:: Assignment ::
Tally how many lines in the material include the word "JoinSet", then give that figure by itself.

:: Data to use ::
----
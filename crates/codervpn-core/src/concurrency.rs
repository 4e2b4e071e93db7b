//! Concurrency helpers: a cancellable join over sibling tasks and a scoped
//! async lock that can give up when a cancellation fires.

use std::any::Any;
use std::future::Future;

use thiserror::Error;
use tokio::sync::{Mutex, MutexGuard};
use tokio::task::JoinSet;
use tokio_util::sync::CancellationToken;
use tracing::debug;

/// Returned when waiting was abandoned because a cancellation fired.
#[derive(Debug, Clone, Copy, PartialEq, Eq, Error)]
#[error("operation cancelled")]
pub struct Cancelled;

/// Why a joined task did not produce a value.
#[derive(Debug, Error)]
pub enum TaskError<E> {
    /// The task returned an error.
    #[error("task failed: {0}")]
    Failed(E),
    /// The task panicked.
    #[error("task panicked: {0}")]
    Panicked(String),
    /// The task was aborted before it finished.
    #[error("task aborted")]
    Aborted,
}

/// Runs sibling tasks that share one cancellation token.
///
/// The first task to fail, panic or be aborted cancels the token so the
/// others can unwind. [`join`](Self::join) reports that first failure (in
/// completion order, not spawn order) but only returns once every task has
/// finished.
pub struct CancellableJoin<T, E> {
    token: CancellationToken,
    tasks: JoinSet<(usize, Result<T, E>)>,
    spawned: usize,
}

impl<T, E> CancellableJoin<T, E>
where
    T: Send + 'static,
    E: Send + 'static,
{
    /// Creates a join whose tasks observe `token`.
    pub fn new(token: CancellationToken) -> Self {
        Self {
            token,
            tasks: JoinSet::new(),
            spawned: 0,
        }
    }

    /// Returns the shared token.
    pub fn token(&self) -> &CancellationToken {
        &self.token
    }

    /// Spawns a task. It receives a clone of the shared token.
    pub fn spawn<F, Fut>(&mut self, task: F)
    where
        F: FnOnce(CancellationToken) -> Fut,
        Fut: Future<Output = Result<T, E>> + Send + 'static,
    {
        let index = self.spawned;
        let fut = task(self.token.clone());
        self.tasks.spawn(async move { (index, fut.await) });
        self.spawned += 1;
    }

    /// Waits for every task.
    ///
    /// Returns the values in spawn order, or the first failure.
    pub async fn join(mut self) -> Result<Vec<T>, TaskError<E>> {
        let mut values: Vec<Option<T>> = (0..self.spawned).map(|_| None).collect();
        let mut first_error: Option<TaskError<E>> = None;

        while let Some(joined) = self.tasks.join_next().await {
            let error = match joined {
                Ok((index, Ok(value))) => {
                    values[index] = Some(value);
                    continue;
                }
                Ok((index, Err(err))) => {
                    debug!(task = index, "joined task failed");
                    TaskError::Failed(err)
                }
                Err(err) if err.is_panic() => TaskError::Panicked(panic_message(err.into_panic())),
                Err(_) => TaskError::Aborted,
            };

            self.token.cancel();
            if first_error.is_none() {
                first_error = Some(error);
            }
        }

        match first_error {
            Some(err) => Err(err),
            None => Ok(values.into_iter().flatten().collect()),
        }
    }
}

/// Runs `tasks` under one token; see [`CancellableJoin`].
pub async fn join_cancellable<T, E, I, F, Fut>(
    token: CancellationToken,
    tasks: I,
) -> Result<Vec<T>, TaskError<E>>
where
    T: Send + 'static,
    E: Send + 'static,
    I: IntoIterator<Item = F>,
    F: FnOnce(CancellationToken) -> Fut,
    Fut: Future<Output = Result<T, E>> + Send + 'static,
{
    let mut join = CancellableJoin::new(token);
    for task in tasks {
        join.spawn(task);
    }
    join.join().await
}

fn panic_message(payload: Box<dyn Any + Send>) -> String {
    if let Some(s) = payload.downcast_ref::<&str>() {
        (*s).to_string()
    } else if let Some(s) = payload.downcast_ref::<String>() {
        s.clone()
    } else {
        "unknown panic".to_string()
    }
}

/// Async mutual exclusion released when the guard drops.
///
/// The guard is released on every exit path, including early returns, `?`
/// and the caller's future being dropped while it holds the lock.
#[derive(Debug)]
pub struct ScopedLock<T> {
    inner: Mutex<T>,
}

impl<T> ScopedLock<T> {
    /// Creates a lock around `value`.
    pub fn new(value: T) -> Self {
        Self {
            inner: Mutex::new(value),
        }
    }

    /// Waits for the lock.
    pub async fn lock(&self) -> MutexGuard<'_, T> {
        self.inner.lock().await
    }

    /// Waits for the lock unless `token` is cancelled first.
    ///
    /// An already-cancelled token wins even if the lock is free.
    pub async fn lock_or_cancelled(
        &self,
        token: &CancellationToken,
    ) -> Result<MutexGuard<'_, T>, Cancelled> {
        tokio::select! {
            biased;
            _ = token.cancelled() => Err(Cancelled),
            guard = self.inner.lock() => Ok(guard),
        }
    }

    /// Takes the lock if it is free.
    pub fn try_lock(&self) -> Option<MutexGuard<'_, T>> {
        self.inner.try_lock().ok()
    }

    /// Consumes the lock, returning the value.
    pub fn into_inner(self) -> T {
        self.inner.into_inner()
    }
}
----
:: Written response ::
3